The thermal stability of the diazo compounds is necessarily increased for the above noted purpose. The method for increasing stability of the diazo compounds by adding an acid compound is not always effective when a base is present (in accordance with a preferred embodiment of this invention).
The present inventors have extensively studied on the thermal stability requirements of diazo compounds. As a result, the present inventors have discovered that compounds having a specific diazonium ion structure have excellent thermal stability.
Recording materials having excellent preservability before recording (hereinafter referred to as raw preservability) could be obtained by using the compounds disclosed in JP-A-1-80588.
However, the compounds disclosed in JP-A-1-80588 are disadvantageous in that sufficient fixing cannot be effected by light of 420.+-.20 nm used for fixing (i.e., the operation where undesired diazonium compounds left behind after thermal recording are decomposed by light to deactivate the same) diazonium compounds contained in the third heat-sensitive recording layer.

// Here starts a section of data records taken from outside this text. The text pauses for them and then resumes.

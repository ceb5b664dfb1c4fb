//! Wiring from config to running watchers
//!
//! One page source is shared by every watcher so the client's scheduler
//! spaces all outbound requests against a single budget. Items are written
//! to the output as JSON lines; errors are counted and logged.

use std::io::Write;
use std::sync::atomic::{AtomicU64, Ordering};
use std::sync::{Arc, Mutex};
use std::time::{Duration, Instant};

use listing_auth::{AppIdentity, CredentialManager};
use listing_client::{ApiClient, Item, PageSource, PublicSource, Scheduler};
use listing_watch::{ERROR_EVENT, WatchEvent, Watcher, WatcherHandle};
use tracing::{info, warn};

use crate::config::Config;
use crate::error::{Error, Result};

/// Counters shared between watcher handlers and the health endpoint
#[derive(Debug, Clone)]
pub struct WatchMetrics {
    pub items_total: Arc<AtomicU64>,
    pub errors_total: Arc<AtomicU64>,
    pub running: Arc<AtomicU64>,
    pub started_at: Instant,
}

impl WatchMetrics {
    pub fn new() -> Self {
        Self {
            items_total: Arc::new(AtomicU64::new(0)),
            errors_total: Arc::new(AtomicU64::new(0)),
            running: Arc::new(AtomicU64::new(0)),
            started_at: Instant::now(),
        }
    }
}

/// Shared HTTP client; every request is bounded by `client.timeout_secs`.
pub fn build_http(config: &Config) -> Result<reqwest::Client> {
    let http = reqwest::Client::builder()
        .timeout(Duration::from_secs(config.client.timeout_secs))
        .build()?;
    Ok(http)
}

/// Authenticated API client when `[account]` is configured, public reads otherwise.
pub fn build_source(config: &Config, http: reqwest::Client) -> Result<Arc<dyn PageSource>> {
    let client = &config.client;

    let Some(account) = &config.account else {
        let source = match &client.public_origin {
            Some(origin) => PublicSource::with_origin(http, client.user_agent.clone(), origin)?,
            None => PublicSource::new(http, client.user_agent.clone())?,
        };
        info!("reading feeds anonymously from the public origin");
        return Ok(Arc::new(source));
    };

    let identity = AppIdentity {
        app_id: account.app_id.clone(),
        app_secret: account
            .app_secret
            .clone()
            .ok_or(Error::IncompleteAccount("app_secret"))?,
        username: account.username.clone(),
        password: account
            .password
            .clone()
            .ok_or(Error::IncompleteAccount("password"))?,
        user_agent: client.user_agent.clone(),
    };

    let mut credentials = CredentialManager::new(http.clone(), identity);
    if let Some(endpoint) = &client.token_endpoint {
        credentials = credentials.with_token_endpoint(endpoint.clone());
    }

    let mut api = ApiClient::new(
        http,
        Arc::new(credentials),
        Scheduler::new(client.requests_per_minute),
    )?
    .with_automatic_retries(client.automatic_retries);
    if let Some(origin) = &client.api_origin {
        api = api.with_origin(origin)?;
    }

    info!(
        username = %account.username,
        requests_per_minute = client.requests_per_minute,
        automatic_retries = client.automatic_retries,
        "reading feeds through the authenticated API"
    );
    Ok(Arc::new(api))
}

/// Build, subscribe, and start one watcher per `[[watch]]` entry.
pub fn start_watchers<W>(
    config: &Config,
    source: Arc<dyn PageSource>,
    metrics: &WatchMetrics,
    out: Arc<Mutex<W>>,
) -> Result<Vec<WatcherHandle>>
where
    W: Write + Send + 'static,
{
    let mut watchers = Vec::with_capacity(config.watches.len());
    for watch in &config.watches {
        let target = watch.target()?;
        let mut watcher = Watcher::new(source.clone(), &target, config.client.requests_per_minute);
        subscribe(&mut watcher, metrics.clone(), out.clone())?;
        watchers.push(watcher);
    }

    // Start only once every entry has been built
    let handles: Vec<_> = watchers.into_iter().map(Watcher::start).collect();
    metrics.running.store(handles.len() as u64, Ordering::Relaxed);
    crate::metrics::set_watchers_running(handles.len());
    Ok(handles)
}

/// Write items to `out` and count errors.
pub fn subscribe<W>(watcher: &mut Watcher, metrics: WatchMetrics, out: Arc<Mutex<W>>) -> Result<()>
where
    W: Write + Send + 'static,
{
    let name = watcher.name().to_string();
    let item_event = watcher.item_event().to_string();

    {
        let name = name.clone();
        let metrics = metrics.clone();
        let event_name = item_event.clone();
        watcher.on(&item_event, move |event| {
            let WatchEvent::Item(item) = event else {
                return;
            };
            metrics.items_total.fetch_add(1, Ordering::Relaxed);
            crate::metrics::record_item(&name);

            let line = match item_line(&name, &event_name, item) {
                Ok(line) => line,
                Err(e) => {
                    warn!(watcher = %name, item = %item.name, error = %e, "failed to encode item");
                    return;
                }
            };
            match out.lock() {
                Ok(mut out) => {
                    if let Err(e) = writeln!(out, "{line}") {
                        warn!(watcher = %name, error = %e, "failed to write item");
                    }
                }
                Err(_) => warn!(watcher = %name, "item output lock poisoned"),
            }
        })?;
    }

    watcher.on(ERROR_EVENT, move |event| {
        if let WatchEvent::Error(err) = event {
            metrics.errors_total.fetch_add(1, Ordering::Relaxed);
            crate::metrics::record_error(&name, err.kind());
        }
    })?;

    Ok(())
}

/// One output line: `{"watcher": ..., "event": ..., "item": {...}}`.
pub fn item_line(watcher: &str, event: &str, item: &Item) -> serde_json::Result<String> {
    serde_json::to_string(&serde_json::json!({
        "watcher": watcher,
        "event": event,
        "item": item,
    }))
}

#[cfg(test)]
mod tests {
    use super::*;
    use crate::config::{AccountConfig, ClientConfig, WatchConfig};
    use common::Secret;
    use std::future::Future;
    use std::pin::Pin;
    use wiremock::matchers::method;
    use wiremock::{Mock, MockServer, ResponseTemplate};

    fn config(account: Option<AccountConfig>, watches: Vec<WatchConfig>) -> Config {
        Config {
            client: ClientConfig {
                user_agent: "listing-watcher-tests/0.1".into(),
                requests_per_minute: 10,
                automatic_retries: true,
                timeout_secs: 30,
                api_origin: None,
                token_endpoint: None,
                public_origin: None,
            },
            account,
            server: None,
            watches,
        }
    }

    fn account(password: Option<&str>) -> AccountConfig {
        AccountConfig {
            app_id: "app".into(),
            username: "someone".into(),
            app_secret: Some(Secret::new("secret".to_string())),
            app_secret_file: None,
            password: password.map(|p| Secret::new(p.to_string())),
            password_file: None,
        }
    }

    fn hot(limit: usize) -> WatchConfig {
        WatchConfig::Listing {
            subreddit: None,
            listing: "hot".into(),
            limit,
        }
    }

    /// Returns the same page on every request.
    struct FixedSource(Vec<Item>);

    impl PageSource for FixedSource {
        fn id(&self) -> &str {
            "fixed"
        }

        fn fetch_page<'a>(
            &'a self,
            _path: &'a str,
            _after: Option<&'a str>,
        ) -> Pin<Box<dyn Future<Output = listing_client::Result<Vec<Item>>> + Send + 'a>> {
            let page = self.0.clone();
            Box::pin(async move { Ok(page) })
        }
    }

    #[test]
    fn item_line_is_single_line_json() {
        let item = Item::new("t3_abc", serde_json::json!({"name": "t3_abc", "title": "hi\nthere"}));
        let line = item_line("listing:hot", "item", &item).unwrap();

        assert!(!line.contains('\n'));
        let value: serde_json::Value = serde_json::from_str(&line).unwrap();
        assert_eq!(value["watcher"], "listing:hot");
        assert_eq!(value["event"], "item");
        assert_eq!(value["item"]["name"], "t3_abc");
    }

    #[test]
    fn anonymous_config_reads_public_origin() {
        let source = build_source(&config(None, vec![hot(5)]), reqwest::Client::new()).unwrap();
        assert_eq!(source.id(), "public");
    }

    #[test]
    fn account_config_reads_through_api() {
        let source = build_source(
            &config(Some(account(Some("pw"))), vec![hot(5)]),
            reqwest::Client::new(),
        )
        .unwrap();
        assert_eq!(source.id(), "api");
    }

    #[test]
    fn unresolved_secret_is_rejected() {
        let result = build_source(
            &config(Some(account(None)), vec![hot(5)]),
            reqwest::Client::new(),
        );
        assert!(matches!(result, Err(Error::IncompleteAccount("password"))));
    }

    #[test]
    fn bad_origin_is_rejected() {
        let mut config = config(None, vec![hot(5)]);
        config.client.public_origin = Some("not a url".into());
        assert!(matches!(
            build_source(&config, reqwest::Client::new()),
            Err(Error::Client(_))
        ));
    }

    #[tokio::test]
    async fn stalled_response_fails_with_transport_error() {
        let server = MockServer::start().await;
        Mock::given(method("GET"))
            .respond_with(ResponseTemplate::new(200).set_delay(Duration::from_secs(120)))
            .mount(&server)
            .await;

        let mut config = config(None, vec![hot(5)]);
        config.client.timeout_secs = 1;
        config.client.public_origin = Some(server.uri());
        let source = build_source(&config, build_http(&config).unwrap()).unwrap();

        let result = tokio::time::timeout(
            Duration::from_secs(10),
            source.fetch_page("r/rust/new.json", None),
        )
        .await
        .expect("request outlived the configured timeout");
        assert!(matches!(
            result,
            Err(listing_client::Error::Transport { .. })
        ));
    }

    #[tokio::test(start_paused = true)]
    async fn items_are_written_and_counted() {
        let page = vec![
            Item::new("t3_a", serde_json::json!({"name": "t3_a"})),
            Item::new("t3_b", serde_json::json!({"name": "t3_b"})),
        ];
        let source: Arc<dyn PageSource> = Arc::new(FixedSource(page));
        let metrics = WatchMetrics::new();
        let out = Arc::new(Mutex::new(Vec::<u8>::new()));

        let handles = start_watchers(
            &config(None, vec![hot(2)]),
            source,
            &metrics,
            out.clone(),
        )
        .unwrap();
        assert_eq!(metrics.running.load(Ordering::Relaxed), 1);

        // Second cycle sees the same page and emits nothing new
        tokio::time::sleep(Duration::from_secs(7)).await;
        for handle in handles {
            handle.close();
            handle.join().await.unwrap();
        }

        let written = String::from_utf8(out.lock().unwrap().clone()).unwrap();
        let lines: Vec<_> = written.lines().collect();
        assert_eq!(lines.len(), 2);
        assert!(lines[0].contains("\"t3_a\""));
        assert!(lines[1].contains("\"t3_b\""));
        assert_eq!(metrics.items_total.load(Ordering::Relaxed), 2);
        assert_eq!(metrics.errors_total.load(Ordering::Relaxed), 0);
    }
}
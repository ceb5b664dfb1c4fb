//! Credential lifecycle for the listing API
//!
//! Exchanges the account password for a short-lived bearer token and caches
//! it until half of its issued lifetime has passed. Callers only ever ask for
//! `CredentialManager::get_credential()`; refresh happens on demand.
//!
//! Credential flow:
//! 1. First authenticated request calls `get_credential()` (cache empty)
//! 2. `token::exchange_password()` posts the password grant
//! 3. Result cached as `Credential` with `expires_at = now + expires_in / 2`
//! 4. Later calls return the cached value until `expires_at`, then repeat 2-3

pub mod constants;
pub mod credentials;
pub mod error;
pub mod token;

pub use constants::*;
pub use credentials::{Credential, CredentialManager};
pub use error::{Error, Result};
pub use token::{AppIdentity, TokenResponse, exchange_password};
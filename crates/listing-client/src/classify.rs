//! Response classification by status class
//!
//! The leading digit of the status decides what the client does next:
//! 1xx/2xx succeed unless the body carries a rate-limit advisory, 3xx/4xx
//! are handed back untouched (not transient), 5xx are retried, anything
//! else is unrecognized.

use std::time::Duration;

/// Longest advisory honored; larger hints are clamped to this.
pub const MAX_RATE_LIMIT_WAIT: Duration = Duration::from_secs(3600);

/// What the retry loop should do with a received response.
#[derive(Debug, Clone, PartialEq)]
pub enum ResponseClass {
    Success,
    /// Server asked us to back off for this long before reissuing
    RateLimited(Duration),
    /// Redirects and client errors, returned to the caller as-is
    PassThrough,
    ServerError,
    Unrecognized,
}

/// Extract the rate-limit advisory from a response body.
///
/// The advisory is the numeric `json.ratelimit` field in seconds (may be
/// fractional). Zero, negative, or non-numeric values are not advisories.
/// Waits beyond `MAX_RATE_LIMIT_WAIT` are clamped.
pub fn rate_limit_advisory(body: &serde_json::Value) -> Option<Duration> {
    let secs = body
        .pointer("/json/ratelimit")
        .and_then(serde_json::Value::as_f64)
        .filter(|secs| secs.is_finite() && *secs > 0.0)?;
    let wait = Duration::try_from_secs_f64(secs).unwrap_or(MAX_RATE_LIMIT_WAIT);
    Some(wait.min(MAX_RATE_LIMIT_WAIT))
}

/// Classify a response by status code and body.
pub fn classify(status: u16, body: &serde_json::Value) -> ResponseClass {
    match status / 100 {
        1 | 2 => match rate_limit_advisory(body) {
            Some(wait) => ResponseClass::RateLimited(wait),
            None => ResponseClass::Success,
        },
        3 | 4 => ResponseClass::PassThrough,
        5 => ResponseClass::ServerError,
        _ => ResponseClass::Unrecognized,
    }
}
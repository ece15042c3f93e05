// SPDX-FileCopyrightText: 2025 Semiotic AI, Inc.
//
// SPDX-License-Identifier: Apache-2.0

//! Strong types for type safety across geocache.
//!
//! This module provides newtype wrappers for various domain concepts:
//! - Cache metadata (expiry timestamps, write sequences, TTLs)
//! - Geospatial points, distance units and proximity results

pub mod cache;
pub mod geo;

// Note: Public types are re-exported from lib.rs, not here
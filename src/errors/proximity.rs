// SPDX-FileCopyrightText: 2025 Semiotic AI, Inc.
//
// SPDX-License-Identifier: Apache-2.0

//! Error types for the proximity index.

/// Errors that can occur in proximity index operations.
#[derive(Debug, thiserror::Error)]
pub enum ProximityError {
    /// A coordinate lies outside the WGS84 range.
    ///
    /// Only raised by indexes constructed in strict mode; the default index
    /// accepts any coordinate.
    #[error("Invalid coordinate for '{id}': longitude {longitude}, latitude {latitude}")]
    InvalidCoordinate {
        /// Identifier of the rejected point
        id: String,
        /// Rejected longitude in degrees
        longitude: f64,
        /// Rejected latitude in degrees
        latitude: f64,
    },

    /// A radius query was issued with a negative or non-finite radius.
    #[error("Invalid search radius: {radius}")]
    InvalidRadius {
        /// The rejected radius, in the query's unit
        radius: f64,
    },

    /// The index backend cannot be reached.
    #[error("Proximity backend '{backend}' unavailable: {details}")]
    BackendUnavailable {
        /// Name of the backend
        backend: &'static str,
        /// Details about the failure
        details: String,
    },
}

impl ProximityError {
    /// Create a `BackendUnavailable` error.
    pub fn unavailable(backend: &'static str, details: impl Into<String>) -> Self {
        ProximityError::BackendUnavailable {
            backend,
            details: details.into(),
        }
    }
}

#[cfg(feature = "redis")]
impl From<redis::RedisError> for ProximityError {
    fn from(err: redis::RedisError) -> Self {
        ProximityError::unavailable("RedisGeoIndex", err.to_string())
    }
}
// SPDX-FileCopyrightText: 2025 Semiotic AI, Inc.
//
// SPDX-License-Identifier: Apache-2.0

//! Geospatial value types shared by every proximity index backend

use serde::{Deserialize, Serialize};
use std::fmt;
use std::str::FromStr;

/// Earth radius in meters used for great-circle distances.
///
/// This is the value Redis GEO commands use, so the in-process index and the
/// Redis index agree on distances to the millimeter.
pub const EARTH_RADIUS_METERS: f64 = 6_372_797.560_856;

/// A named point, longitude first (x, y)
///
/// Coordinates are degrees with WGS84 semantics. They are not validated here;
/// see [`GeoPoint::is_in_range`].
#[derive(Debug, Clone, PartialEq, Serialize, Deserialize)]
pub struct GeoPoint {
    /// Identifier, unique within an index
    pub id: String,
    /// Longitude in degrees
    pub longitude: f64,
    /// Latitude in degrees
    pub latitude: f64,
}

impl GeoPoint {
    /// Creates a new point
    pub fn new(id: impl Into<String>, longitude: f64, latitude: f64) -> Self {
        Self {
            id: id.into(),
            longitude,
            latitude,
        }
    }

    /// Returns `true` when longitude is within -180..=180 and latitude within -90..=90
    pub fn is_in_range(&self) -> bool {
        (-180.0..=180.0).contains(&self.longitude) && (-90.0..=90.0).contains(&self.latitude)
    }

    /// Great-circle distance to a coordinate, in meters
    pub fn distance_meters_to(&self, longitude: f64, latitude: f64) -> f64 {
        haversine_meters(self.longitude, self.latitude, longitude, latitude)
    }
}

/// Great-circle distance between two coordinates, in meters
///
/// # Examples
///
/// ```
/// use geocache::haversine_meters;
///
/// // One degree of latitude is roughly 111 km
/// let d = haversine_meters(0.0, 0.0, 0.0, 1.0);
/// assert!((d - 111_226.3).abs() < 1.0);
/// ```
pub fn haversine_meters(lon1: f64, lat1: f64, lon2: f64, lat2: f64) -> f64 {
    let lat1r = lat1.to_radians();
    let lat2r = lat2.to_radians();
    let u = ((lat2r - lat1r) / 2.0).sin();
    let v = ((lon2 - lon1).to_radians() / 2.0).sin();
    let a = u * u + lat1r.cos() * lat2r.cos() * v * v;
    2.0 * EARTH_RADIUS_METERS * a.sqrt().min(1.0).asin()
}

/// Distance units accepted by radius queries
///
/// Parsed from the Redis GEO spellings `m`, `km`, `mi` and `ft`.
#[derive(Debug, Clone, Copy, PartialEq, Eq, Hash, Default, Serialize, Deserialize)]
#[serde(rename_all = "lowercase")]
pub enum DistanceUnit {
    /// Meters (canonical unit)
    #[default]
    Meters,
    /// Kilometers
    Kilometers,
    /// International miles
    Miles,
    /// International feet
    Feet,
}

impl DistanceUnit {
    /// Number of meters in one of this unit
    pub fn meters_per_unit(&self) -> f64 {
        match self {
            DistanceUnit::Meters => 1.0,
            DistanceUnit::Kilometers => 1000.0,
            DistanceUnit::Miles => 1609.34,
            DistanceUnit::Feet => 0.3048,
        }
    }

    /// Converts a distance in this unit to meters
    pub fn to_meters(&self, distance: f64) -> f64 {
        distance * self.meters_per_unit()
    }

    /// Converts a distance in meters to this unit
    pub fn from_meters(&self, meters: f64) -> f64 {
        meters / self.meters_per_unit()
    }

    /// The Redis GEO spelling of this unit
    pub fn as_str(&self) -> &'static str {
        match self {
            DistanceUnit::Meters => "m",
            DistanceUnit::Kilometers => "km",
            DistanceUnit::Miles => "mi",
            DistanceUnit::Feet => "ft",
        }
    }
}

impl fmt::Display for DistanceUnit {
    fn fmt(&self, f: &mut fmt::Formatter<'_>) -> fmt::Result {
        f.write_str(self.as_str())
    }
}

/// Error returned when parsing an unknown distance unit
#[derive(Debug, Clone, PartialEq, Eq, thiserror::Error)]
#[error("Unknown distance unit '{0}' (expected m, km, mi or ft)")]
pub struct UnknownUnit(pub String);

impl FromStr for DistanceUnit {
    type Err = UnknownUnit;

    fn from_str(s: &str) -> Result<Self, Self::Err> {
        match s.to_ascii_lowercase().as_str() {
            "m" | "meters" => Ok(DistanceUnit::Meters),
            "km" | "kilometers" => Ok(DistanceUnit::Kilometers),
            "mi" | "miles" => Ok(DistanceUnit::Miles),
            "ft" | "feet" => Ok(DistanceUnit::Feet),
            _ => Err(UnknownUnit(s.to_string())),
        }
    }
}

/// A point found by a radius query
#[derive(Debug, Clone, PartialEq, Serialize, Deserialize)]
pub struct ProximityResult {
    /// Identifier of the matched point
    pub id: String,
    /// Distance from the query center, in the query's unit
    pub distance: f64,
}

/// Parameters of a radius query
///
/// # Examples
///
/// ```
/// use geocache::{DistanceUnit, RadiusQuery};
///
/// let query = RadiusQuery::new(-73.98, 40.75, 25.0, DistanceUnit::Miles).limit(10);
/// assert_eq!(query.radius_meters(), 25.0 * 1609.34);
/// ```
#[derive(Debug, Clone, PartialEq, Serialize, Deserialize)]
pub struct RadiusQuery {
    /// Longitude of the center, in degrees
    pub longitude: f64,
    /// Latitude of the center, in degrees
    pub latitude: f64,
    /// Search radius in `unit`
    pub radius: f64,
    /// Unit of `radius` and of the returned distances
    pub unit: DistanceUnit,
    /// Maximum number of results, nearest first
    pub max_results: Option<usize>,
}

impl RadiusQuery {
    /// Creates an unbounded query around a center
    pub fn new(longitude: f64, latitude: f64, radius: f64, unit: DistanceUnit) -> Self {
        Self {
            longitude,
            latitude,
            radius,
            unit,
            max_results: None,
        }
    }

    /// Truncates results to the `max_results` nearest points
    pub fn limit(mut self, max_results: usize) -> Self {
        self.max_results = Some(max_results);
        self
    }

    /// The radius converted to meters
    pub fn radius_meters(&self) -> f64 {
        self.unit.to_meters(self.radius)
    }

    /// `true` for a finite, non-negative radius
    pub fn has_valid_radius(&self) -> bool {
        self.radius.is_finite() && self.radius >= 0.0
    }
}

#[cfg(test)]
mod tests {
    use super::*;

    #[test]
    fn haversine_zero_for_same_point() {
        assert_eq!(haversine_meters(12.5, 41.9, 12.5, 41.9), 0.0);
    }

    #[test]
    fn haversine_is_symmetric() {
        let ab = haversine_meters(-122.42, 37.77, -73.98, 40.75);
        let ba = haversine_meters(-73.98, 40.75, -122.42, 37.77);
        assert!((ab - ba).abs() < 1e-6);
        // San Francisco to New York is a bit over 4,100 km
        assert!((4_120_000.0..4_140_000.0).contains(&ab));
    }

    #[test]
    fn haversine_crosses_antimeridian() {
        let d = haversine_meters(179.5, 0.0, -179.5, 0.0);
        assert!((d - 111_226.3).abs() < 1.0);
    }

    #[test]
    fn unit_conversions_round_trip() {
        for unit in [
            DistanceUnit::Meters,
            DistanceUnit::Kilometers,
            DistanceUnit::Miles,
            DistanceUnit::Feet,
        ] {
            let meters = unit.to_meters(42.0);
            assert!((unit.from_meters(meters) - 42.0).abs() < 1e-9);
        }
    }

    #[test]
    fn unit_parsing() {
        assert_eq!("km".parse::<DistanceUnit>().unwrap(), DistanceUnit::Kilometers);
        assert_eq!("MI".parse::<DistanceUnit>().unwrap(), DistanceUnit::Miles);
        assert_eq!("feet".parse::<DistanceUnit>().unwrap(), DistanceUnit::Feet);
        assert!("furlong".parse::<DistanceUnit>().is_err());
    }

    #[test]
    fn point_range_check() {
        assert!(GeoPoint::new("a", -180.0, 90.0).is_in_range());
        assert!(!GeoPoint::new("b", 181.0, 0.0).is_in_range());
        assert!(!GeoPoint::new("c", 0.0, -90.5).is_in_range());
        assert!(!GeoPoint::new("d", f64::NAN, 0.0).is_in_range());
    }

    #[test]
    fn radius_validation() {
        assert!(RadiusQuery::new(0.0, 0.0, 0.0, DistanceUnit::Meters).has_valid_radius());
        assert!(!RadiusQuery::new(0.0, 0.0, -1.0, DistanceUnit::Meters).has_valid_radius());
        let unbounded = RadiusQuery::new(0.0, 0.0, f64::INFINITY, DistanceUnit::Meters);
        assert!(!unbounded.has_valid_radius());
    }
}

To solve the above problem, the compounds disclosed in JP-A-4-59287 are developed. When these compounds are used, recording materials having excellent fixing properties and excellent raw preservability can be obtained. Furthermore, couplers capable of providing yellow dye images in combination with the compounds disclosed in JP-A-4-59287 are disclosed in JP-A-4-201483.
However, yellow dye images obtained from these combinations are disadvantageous in that fastness to light is poor. Furthermore, unfavorable coloring occurs after the diazonium salt compounds are decomposed by light.